If that wasn’t a ‘bailout’, my driver Gajanand Yadav is Lewis Hamilton. Some Rs 500 crore was the revenue loss to financial institutions, not to mention a sea of red ink justifying the extension of tenure, repayment moratorium, and a decrease in interest on outstanding debt. For what? Mallya may be a national treasure, but can’t we afford to lose his Kingfisher? Try being a small businessman and fish around for a loan (and redeeming collateral five times the money you need) and you’ll know what I mean.

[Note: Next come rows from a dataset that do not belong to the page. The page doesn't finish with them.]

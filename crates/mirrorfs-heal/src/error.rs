//! Error types for the metadata self-heal subsystem.

use thiserror::Error;

use crate::heal::HealPhase;
use crate::mask::ReplicaMask;
use crate::types::ObjectId;

/// Failure of a single operation against a single replica.
#[derive(Debug, Clone, PartialEq, Eq, Error)]
pub enum ReplicaError {
    /// The replica could not be reached.
    #[error("replica disconnected")]
    Disconnected,

    /// A lock is held by another owner.
    #[error("lock contended")]
    Contended,

    /// The operation did not complete in time.
    #[error("operation timed out")]
    TimedOut,

    /// The object does not exist on the replica.
    #[error("object not found")]
    NotFound,

    /// Any other replica-side failure.
    #[error("{op} failed: {reason}")]
    Failed {
        /// Operation name (e.g. "setattr").
        op: &'static str,
        /// Replica-provided reason.
        reason: String,
    },
}

/// Result type for a single replica operation.
pub type ReplicaResult<T> = std::result::Result<T, ReplicaError>;

/// Errors that abort a metadata heal attempt.
#[derive(Debug, Error)]
pub enum HealError {
    /// Fewer replicas than the quorum could be locked. Retry later.
    #[error("not enough connectivity in {phase}: locked {locked} of {required} required replicas")]
    InsufficientQuorum {
        /// Phase where the lock count fell short.
        phase: HealPhase,
        /// Replicas actually locked.
        locked: usize,
        /// Minimum required.
        required: usize,
    },

    /// Replicas disagree and no source can be derived; forced heal is off.
    #[error("metadata split brain on {object}")]
    SplitBrain {
        /// Object in split brain.
        object: ObjectId,
    },

    /// The changelog classifier could not determine heal direction.
    #[error("classification failed: {reason}")]
    Classification {
        /// Classifier-provided reason.
        reason: String,
    },

    /// Fresh metadata could not be discovered under lock.
    #[error("discovery failed: {reason}")]
    Discovery {
        /// Reason for the failure.
        reason: String,
    },

    /// No replica survived source finalization.
    #[error("no usable source for {object}")]
    NoSource {
        /// Object being healed.
        object: ObjectId,
    },

    /// The chosen source's extended attributes could not be read.
    #[error("source replica {replica} unreadable: {source}")]
    SourceUnreadable {
        /// Source replica index.
        replica: usize,
        /// Underlying replica failure.
        #[source]
        source: ReplicaError,
    },

    /// Pending markers could not be updated after repair.
    #[error("pending marker commit failed: {reason} (healed sinks {healed_sinks})")]
    Commit {
        /// Committer-provided reason.
        reason: String,
        /// Sinks whose metadata was already repaired.
        healed_sinks: ReplicaMask,
    },

    /// Invalid heal configuration.
    #[error("invalid configuration: {reason}")]
    Config {
        /// What was wrong.
        reason: String,
    },
}

impl HealError {
    /// True when the caller should simply retry later.
    pub fn is_retryable(&self) -> bool {
        matches!(self, HealError::InsufficientQuorum { .. })
    }

    /// True when the condition requires operator intervention.
    pub fn needs_operator(&self) -> bool {
        matches!(self, HealError::SplitBrain { .. })
    }
}

/// Result type alias for heal operations.
pub type Result<T> = std::result::Result<T, HealError>;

It will be prudent therefore for our economist PM to leave Mallya and the lenders’ consortium to their own devices. Also, to request his finance ministry colleague to do the same. If SBI, the prime lender, can get Mallya to sell a yacht or two, if they can arm twist him into bringing in more equity, let them execute their dharma. I hope some smart lender forces Mallya’s flagship company, United Breweries, to make good for the most blatant surrogate advertisement of liquor in the last six years. Shouldn’t UB pay Kingfisher Airline handsomely for the free ride the beer brand has across the country’s social/media landscape, dodging itself in from schools to churches to the TV channel licensed for the good times?

For a politician, leaving the FIs alone is a thankless proposition. But that’s the only way the government can avoid a queue of airlines on Raisina Hill, if not a full-blown encore of 2G.

That said, there must be some reason that everyone except perhaps Indigo is bleeding. Leaving aside Air India, not everyone among them could be mismanaged. It isn’t therefore the PM’s or Mukherjee’s or even aviation minister Vayalar Ravi’s job to save Kingfisher. Caesar’s wife must focus on industry-wide rationalisation of taxes and non-profitable routes, a bold doctrine for FDI into the airline sector, and revisit the sensible regulation regime suggested in the Naresh Chandra report.

While that is done, Kingfisher, Jet and other private-sector notables should not be allowed to get out of their settled licensing commitments to service non-profitable routes, a point that was core to the repeal in 1994 of the Air Corporation Act. Private airlines can’t just skim the cream, leaving Air India and Indian Airlines with the ‘national duty’ to keep the rest of the country connected.

Tailpiece: Some years back, Bajaj appeared in a popular courtroom drama at a TV channel I worked for. The format involved a celebrity judge, whose job was to pronounce, if she were lucky enough, in two lines, the people’s verdict on what transpired over 50 minutes. Maruti chairman RC Bhargava did that in one: “I sentence Rahul Bajaj to use his own product, the Bajaj scooter!” Bhargava’s pronouncement is still relevant for Bajaj, having maxed his way to the bank riding on government licences and FI support, now taking pot shots on the entire private sector.